The Major Types of Water Leaks
According to an infographic from Delta, more than 1 trillion gallons of water are wasted due to leaks each year in American households. While some are big and others are small, a leak of even a single drip per second can waste as much as 3,000 gallons per year – the equivalent of 180 showers. Serious leaks – which involve a steady stream of water – cause an average of $8,000 worth of damage to the average home. In extreme cases, they can lead to as much as $100,000 in damage.
Before delving into some of the best ways to prevent leaks from impacting your home and wallet, let’s get familiar with some of the major types of water leaks.
- Burst pipes. Perhaps the most catastrophic type of leak on the list, a burst pipe typically occurs when water freezes and expands inside of a pipe (causing a blockage that ultimately puts added pressure on water downstream).
- Appliance failures. Many leaks are the result of appliance failures, such as dishwashers, washing machines, and even refrigerators. Washing machines are especially common, as the rubber supply lines are notorious for wearing out over time.
- Toilet supply line failure. When a toilet supply line leaks, it can have a catastrophic impact on your home – especially if the toilet is located in an upstairs bathroom.

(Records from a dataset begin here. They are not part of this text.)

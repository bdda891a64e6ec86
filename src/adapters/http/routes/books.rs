use std::sync::Arc;

use axum::{
    Extension, Form, Json, Router,
    extract::{Path, Query, State, rejection::FormRejection},
    response::{Html, IntoResponse, Response},
    routing::get,
};
use serde::Deserialize;
use uuid::Uuid;

use crate::{
    adapters::http::{app_state::AppState, auth_cookies::found},
    app_error::AppError,
    entities::book::Book,
    use_cases::{
        auth::AuthSession,
        book::{BookForm, BookSearch, BookUseCases},
    },
    views::{self, FormMode, PageContext},
};

pub fn router() -> Router<AppState> {
    Router::new()
        .route("/", get(index).post(create))
        .route("/recentlyAdded", get(recently_added))
        .route("/getByAuthorId", get(by_author))
        .route("/new", get(new_form))
        .route(
            "/{id}",
            get(show).put(update).delete(delete).post(method_override),
        )
        .route("/{id}/edit", get(edit_form))
}

fn page_context(app_state: &AppState, session: &AuthSession) -> PageContext {
    let config = &app_state.config;
    PageContext::new(
        &config.auth_base_url,
        &config.author_base_url,
        &config.books_base_url,
        &session.credentials(),
    )
}

/// Unparseable ids are treated like unknown ones.
fn parse_id(raw: &str) -> Option<Uuid> {
    Uuid::parse_str(raw).ok()
}

async fn index(
    State(app_state): State<AppState>,
    Extension(session): Extension<AuthSession>,
    Query(search): Query<BookSearch>,
) -> Html<String> {
    let page = page_context(&app_state, &session);
    match app_state.book_use_cases.search(&search).await {
        Ok(books) => Html(views::books_index(&page, &books, &search, None)),
        Err(err) => {
            tracing::error!(error = %err, "Failed to list books");
            let message = match err {
                AppError::InvalidInput(message) => message,
                _ => "Could not load books".to_string(),
            };
            Html(views::books_index(&page, &[], &search, Some(&message)))
        }
    }
}

async fn recently_added(
    State(app_state): State<AppState>,
    Extension(session): Extension<AuthSession>,
) -> Html<String> {
    let page = page_context(&app_state, &session);
    match app_state.book_use_cases.recently_added().await {
        Ok(books) => Html(views::recently_added(&page, &books, None)),
        Err(err) => {
            tracing::error!(error = %err, "Failed to load recently added books");
            Html(views::recently_added(&page, &[], Some("Could not load books")))
        }
    }
}

#[derive(Debug, Deserialize)]
struct AuthorQuery {
    id: Option<String>,
}

/// JSON for the author service's author page; any failure is an empty list.
async fn by_author(
    State(book_use_cases): State<Arc<BookUseCases>>,
    Query(query): Query<AuthorQuery>,
) -> Json<Vec<Book>> {
    let Some(author_id) = query.id.filter(|id| !id.is_empty()) else {
        return Json(vec![]);
    };
    let books = book_use_cases
        .by_author(&author_id)
        .await
        .unwrap_or_else(|err| {
            tracing::error!(error = %err, %author_id, "Failed to load books by author");
            vec![]
        });
    Json(books)
}

async fn new_form(
    State(app_state): State<AppState>,
    Extension(session): Extension<AuthSession>,
) -> Response {
    let page = page_context(&app_state, &session);
    match app_state.book_use_cases.authors(&session.access_token).await {
        Ok(authors) => Html(views::book_form(
            &page,
            FormMode::New,
            &BookForm::default(),
            &authors,
            false,
        ))
        .into_response(),
        Err(err) => {
            tracing::error!(error = %err, "Failed to load authors for new book form");
            found("/books")
        }
    }
}

async fn create(
    State(app_state): State<AppState>,
    Extension(session): Extension<AuthSession>,
    Form(form): Form<BookForm>,
) -> Response {
    match app_state.book_use_cases.create(&form).await {
        Ok(book) => found(&format!("/books/{}", book.id)),
        Err(err) => {
            tracing::warn!(error = %err, "Failed to create book");
            render_form_with_error(&app_state, &session, FormMode::New, &form).await
        }
    }
}

async fn show(
    State(app_state): State<AppState>,
    Extension(session): Extension<AuthSession>,
    Path(id): Path<String>,
) -> Response {
    let Some(id) = parse_id(&id) else {
        return found("/books");
    };
    let page = page_context(&app_state, &session);
    match app_state
        .book_use_cases
        .details(id, &session.access_token)
        .await
    {
        Ok(details) => {
            Html(views::book_show(&page, &details.book, &details.author, None)).into_response()
        }
        Err(err) => {
            tracing::warn!(error = %err, book_id = %id, "Failed to load book details");
            found("/books")
        }
    }
}

async fn edit_form(
    State(app_state): State<AppState>,
    Extension(session): Extension<AuthSession>,
    Path(id): Path<String>,
) -> Response {
    let Some(id) = parse_id(&id) else {
        return found("/books");
    };
    let use_cases = &app_state.book_use_cases;
    let loaded = async {
        let book = use_cases.get(id).await?;
        let authors = use_cases.authors(&session.access_token).await?;
        Ok::<_, AppError>((book, authors))
    }
    .await;

    match loaded {
        Ok((book, authors)) => {
            let page = page_context(&app_state, &session);
            let form = BookForm::from_book(&book);
            Html(views::book_form(
                &page,
                FormMode::Edit(id),
                &form,
                &authors,
                false,
            ))
            .into_response()
        }
        Err(err) => {
            tracing::warn!(error = %err, book_id = %id, "Failed to load book for editing");
            found("/books")
        }
    }
}

async fn update(
    State(app_state): State<AppState>,
    Extension(session): Extension<AuthSession>,
    Path(id): Path<String>,
    Form(form): Form<BookForm>,
) -> Response {
    apply_update(&app_state, &session, &id, &form).await
}

async fn delete(
    State(app_state): State<AppState>,
    Extension(session): Extension<AuthSession>,
    Path(id): Path<String>,
) -> Response {
    apply_delete(&app_state, &session, &id).await
}

#[derive(Debug, Deserialize)]
struct MethodOverride {
    #[serde(rename = "_method")]
    method: Option<String>,
}

/// HTML forms can only POST; `?_method=PUT|DELETE` selects the real verb.
async fn method_override(
    State(app_state): State<AppState>,
    Extension(session): Extension<AuthSession>,
    Path(id): Path<String>,
    Query(query): Query<MethodOverride>,
    form: Result<Form<BookForm>, FormRejection>,
) -> Result<Response, AppError> {
    let method = query.method.unwrap_or_default().to_ascii_uppercase();
    match method.as_str() {
        "PUT" => match form {
            Ok(Form(form)) => Ok(apply_update(&app_state, &session, &id, &form).await),
            Err(rejection) => Ok(rejection.into_response()),
        },
        "DELETE" => Ok(apply_delete(&app_state, &session, &id).await),
        other => Err(AppError::InvalidInput(format!(
            "Unsupported method override: {other:?}"
        ))),
    }
}

async fn apply_update(
    app_state: &AppState,
    session: &AuthSession,
    id: &str,
    form: &BookForm,
) -> Response {
    let Some(id) = parse_id(id) else {
        return found("/books");
    };
    match app_state.book_use_cases.update(id, form).await {
        Ok(book) => found(&format!("/books/{}", book.id)),
        Err(AppError::NotFound) => {
            tracing::warn!(book_id = %id, "Update for a book that no longer exists");
            found("/books")
        }
        Err(err) => {
            tracing::warn!(error = %err, book_id = %id, "Failed to update book");
            render_form_with_error(app_state, session, FormMode::Edit(id), form).await
        }
    }
}

async fn apply_delete(app_state: &AppState, session: &AuthSession, id: &str) -> Response {
    let Some(id) = parse_id(id) else {
        return found("/books");
    };
    match app_state.book_use_cases.delete(id).await {
        Ok(_) => found("/books"),
        Err(AppError::NotFound) => {
            tracing::warn!(book_id = %id, "Delete for a book that does not exist");
            found("/books")
        }
        Err(err) => {
            tracing::error!(error = %err, book_id = %id, "Failed to delete book");
            let search = BookSearch::default();
            let books = app_state
                .book_use_cases
                .search(&search)
                .await
                .unwrap_or_default();
            let page = page_context(app_state, session);
            Html(views::books_index(
                &page,
                &books,
                &search,
                Some("Could not remove book"),
            ))
            .into_response()
        }
    }
}

/// Re-renders the new/edit form with the submitted values and an error banner.
async fn render_form_with_error(
    app_state: &AppState,
    session: &AuthSession,
    mode: FormMode,
    form: &BookForm,
) -> Response {
    let authors = app_state
        .book_use_cases
        .authors(&session.access_token)
        .await
        .unwrap_or_else(|err| {
            tracing::error!(error = %err, "Failed to load authors for form re-render");
            vec![]
        });
    let page = page_context(app_state, session);
    Html(views::book_form(&page, mode, form, &authors, true)).into_response()
}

- Leaky toilets. While far less serious, a leaky toilet can cause your toilet to run continuously, which increases your water consumption and drives up your bill.
- Hot water tank failure. Hot water heaters are notorious for leaking, which is why they’re often placed in a garage or basement with concrete floor. Minor issues include a slow drip, while major issues can involve a heavy spray from the pipes.
- Irrigation system leaks. If you have an old irrigation system in your lawn, it’s possible that the pipes have leaks in them. Since there’s often no way to know (without meticulously tracking your monthly water bill), this can go on for a while.
4 Ways to Prevent Leaks From Happening
Not all water leaks are created equal. Some simply drive up monthly water bill costs by a few dollars, while others can ruin the integrity of your home. But regardless of the situation, you need to take action. Here are some ways you can prevent leaks from happening in the first place:
1. Listen for Running Water
The first way to detect a water leak is to listen for running water. A toilet that’s constantly refilling indicates that you need a new flapper. An abnormal sound of running water in your walls could indicate a more serious problem with a pipe.
2. Be Aware of Symptoms
Are you familiar with the signs and symptoms of a serious water leak? They include outrageously high water bills, mold or mildew on walls, ceilings, or floors, stained or damaged ceilings/floors, and an overall “musty” smell to your house.
3. Inspect Problem Areas Every Few Months
Problem areas in the home should be manually inspected every few months to make sure you don’t have any serious problems.
- Open up cabinets under sinks and look for signs of water damage, drips, or leaks. You can also look behind and around dishwashers, refrigerators, and washing machines.
- Check for condensation and/or corrosion around exposed pipes.
- Give your water heater a regular inspection. In addition to looking for signs of dripping or standing water around the tank, you should look for corrosion or the appearance of bulging.
- Go into your attic and look for any presence of water in your air handler drain pain.
Small, proactive steps like this can prevent a minor repair from becoming a major issue that costs you thousands of dollars.
4. Turn Off Water Supply When Traveling
Whenever you know you’re going to be out of the house for more than 24 or 48 hours, it’s wise to turn off the main water supply to your home. This will prevent excessive flooding or water damage in the instance that there is a serious leak, burst pipe, or other issue. Upon returning home, you can simply turn the supply back on and wait to see if there are any problems.
The Best Solution: Smart Water Sensors
While there’s something to be said for regularly inspecting your home’s various appliances and systems for the signs of water leaks, the reality is that you’ll rarely catch a serious leak this way before it causes thousands of dollars in damage. The better solution is to install a smart water sensor in your home.
A smart water sensor attaches to your home’s water supply line and monitors changes in pressure – recognizing the difference between running a faucet and a burst pipe. When it detects a major or unfamiliar change in pressure, it can be set up to turn off the water supply by itself and/or send a notification to the homeowner’s device. In doing so, it has the potential to prevent expensive catastrophes (whether you’re home or away).
There are a variety of smart water sensors on the market, but Phyn and Flo are two of the top ones that come to mind. Do some research and see if there’s one on the market that makes sense for your home.